Po słabym początku sezonu WKS Rząśnik wrócił na zwycięską ścieżkę. W niedziele rząśniczanie pokonali 3:1 rezerwy Hurganu Wołomin. -Do Wołomina jechaliśmy w trudnej sytuacji, pozostając po dwóch meczach rozegranych u siebie z zerowym dorobkiem punktowym. Aby nie zostać pariasem tegorocznych rozgrywek warszawskiej Serie A, w Wołominie musieliśmy poprostu wygrać, nie zależnie od stylu.I w pierwszych minutach nasz styl przypominał ten, w jakim wypowiadał się po walce Anthonego Joshuy z Władimirem Kliczką Mariusz Wach. Ciężko nam było sklepić coś konstruktywnego, a "emocji było co niemiara głównie pod naszą bramką. Raz ratował nas słupek, innym razem świetna interwencja Mateusza Komorowskiego. W 27 minucie to jednak WKS objął prowadzenie. Z rzutu wolnego dogrywał Andrzej Akier, a swoje konto bramkowe w kampanii 18/19 otworzył Grzegorz Abramczyk.
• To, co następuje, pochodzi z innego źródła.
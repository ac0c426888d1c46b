//! Mod overlay build engine.
//!
//! Materializes a mod manager's virtual file system into a standalone game
//! install: scans priority-ordered mod directories into a deterministic
//! manifest, deploys it with hardlinks (copy fallback), reclaims orphaned
//! files from earlier builds, verifies the result, and keeps saves and
//! configuration in sync with the owning profile.
//!
//! The public API is organised into layers:
//!
//! - **[`config`]** — settings file, game profiles, and path layout
//! - **[`scan`]**, **[`manifest`]** — activation-ordered source scan and the persisted mapping table
//! - **[`deploy`]**, **[`verify`]**, **[`sync`]** — filesystem primitives for building and checking a target
//! - **[`tasks`]** — named pipeline units wired to those primitives
//! - **[`commands`]** — top-level subcommand orchestration
#![deny(clippy::or_fun_call)]
#![deny(clippy::bool_to_int_with_if)]

pub mod cli;
pub mod commands;
pub mod config;
pub mod decisions;
pub mod deploy;
pub mod error;
pub mod logging;
pub mod manifest;
pub mod metadata;
pub mod quarantine;
pub mod report;
pub mod safety;
pub mod scan;
pub mod sync;
pub mod tasks;
pub mod verify;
To już trzynasty sezon, w którym nasz kapitan zdobywa gole dla rząśnickiej ekipy. Kluczowa dla losów całej rywalizacji była końcówka pierwszej połowy. Najpierw miejscowi nie wykorzystali znakomitej okazji do wyrównania, a chwilę później Paweł Osowiecki świetnym podaniem uruchomił "Gena", który plasowanym strzałem po raz drugi tego dnia pokonał golkipera Huraganu.Po zmianie stron na gola trzeba było czekać 15 sekund. Długie zagranie w kierunku Akiera, błąd bramkarza gospodarzy i trafienie na 3:0. Gospodarze próbowali w dalszej części spotkania powalczyć chociaż o jeden punkt, ale stać ich było jedynie na honorowe trafienie. Goście zaś powinni podwyższyć na 4:1, ale w doskonałej sytuacji przestrzelił Piotr Ciemerych.W Wołominie złapaliśmy oddech, teraz czas na kolejny haust świeżego powietrza, który może dać wygrana w niedzielnym spotkaniu z Legionem Warszawa"- zrelacjonowali spotkanie w Wołominie gracze WKS-u Rząśnik na swoim profilu w mediach społecznościowych.
Huragan II Wołomin - WKS Rząśnik 1:3 (0:2)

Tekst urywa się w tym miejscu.